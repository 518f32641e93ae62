//! Month parsing and month-window construction for the analytics views.

use time::{Date, Month, Time};

use crate::{Error, stores::DateWindow};

/// Parse a raw `month` query parameter into a calendar [Month].
///
/// # Errors
/// Returns [Error::InvalidMonth] when the parameter is absent, not a number,
/// or outside 1 through 12. Callers must validate the month this way before
/// touching the store.
pub(super) fn parse_month(month: Option<&str>) -> Result<Month, Error> {
    let month_number: u8 = month
        .and_then(|raw| raw.trim().parse().ok())
        .ok_or(Error::InvalidMonth)?;

    Month::try_from(month_number).map_err(|_| Error::InvalidMonth)
}

/// The half-open window `[first day of month, first day of next month)` for
/// `month` of `year`, in UTC.
pub(super) fn month_window(month: Month, year: i32) -> DateWindow {
    let next_month_year = match month {
        Month::December => year + 1,
        _ => year,
    };

    let start = Date::from_calendar_date(year, month, 1).unwrap();
    let end = Date::from_calendar_date(next_month_year, month.next(), 1).unwrap();

    DateWindow {
        start: start.with_time(Time::MIDNIGHT).assume_utc(),
        end: end.with_time(Time::MIDNIGHT).assume_utc(),
    }
}

#[cfg(test)]
mod month_tests {
    use time::{Month, macros::datetime};

    use crate::Error;

    use super::{month_window, parse_month};

    #[test]
    fn parses_months_in_range() {
        assert_eq!(parse_month(Some("1")), Ok(Month::January));
        assert_eq!(parse_month(Some("12")), Ok(Month::December));
    }

    #[test]
    fn rejects_absent_month() {
        assert_eq!(parse_month(None), Err(Error::InvalidMonth));
    }

    #[test]
    fn rejects_month_out_of_range() {
        assert_eq!(parse_month(Some("0")), Err(Error::InvalidMonth));
        assert_eq!(parse_month(Some("13")), Err(Error::InvalidMonth));
    }

    #[test]
    fn rejects_non_numeric_month() {
        assert_eq!(parse_month(Some("march")), Err(Error::InvalidMonth));
        assert_eq!(parse_month(Some("")), Err(Error::InvalidMonth));
    }

    #[test]
    fn window_spans_one_month() {
        let window = month_window(Month::March, 2026);

        assert_eq!(window.start, datetime!(2026-03-01 0:00 UTC));
        assert_eq!(window.end, datetime!(2026-04-01 0:00 UTC));
    }

    #[test]
    fn window_wraps_year_end() {
        let window = month_window(Month::December, 2026);

        assert_eq!(window.start, datetime!(2026-12-01 0:00 UTC));
        assert_eq!(window.end, datetime!(2027-01-01 0:00 UTC));
    }
}
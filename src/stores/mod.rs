//! Contains the trait and implementations for objects that store the
//! [Transaction](crate::Transaction) collection.

mod sqlite;
mod transaction;

pub use sqlite::SQLiteTransactionStore;
pub use transaction::{DateWindow, TransactionQuery, TransactionStore};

▸ Problem requirements: When a line of the material holds the string "super", copy that line.

▸ Response box:
pub(super) fn parse_month(month: Option<&str>) -> Result<Month, Error> {
pub(super) fn month_window(month: Month, year: i32) -> DateWindow {
    use super::{month_window, parse_month};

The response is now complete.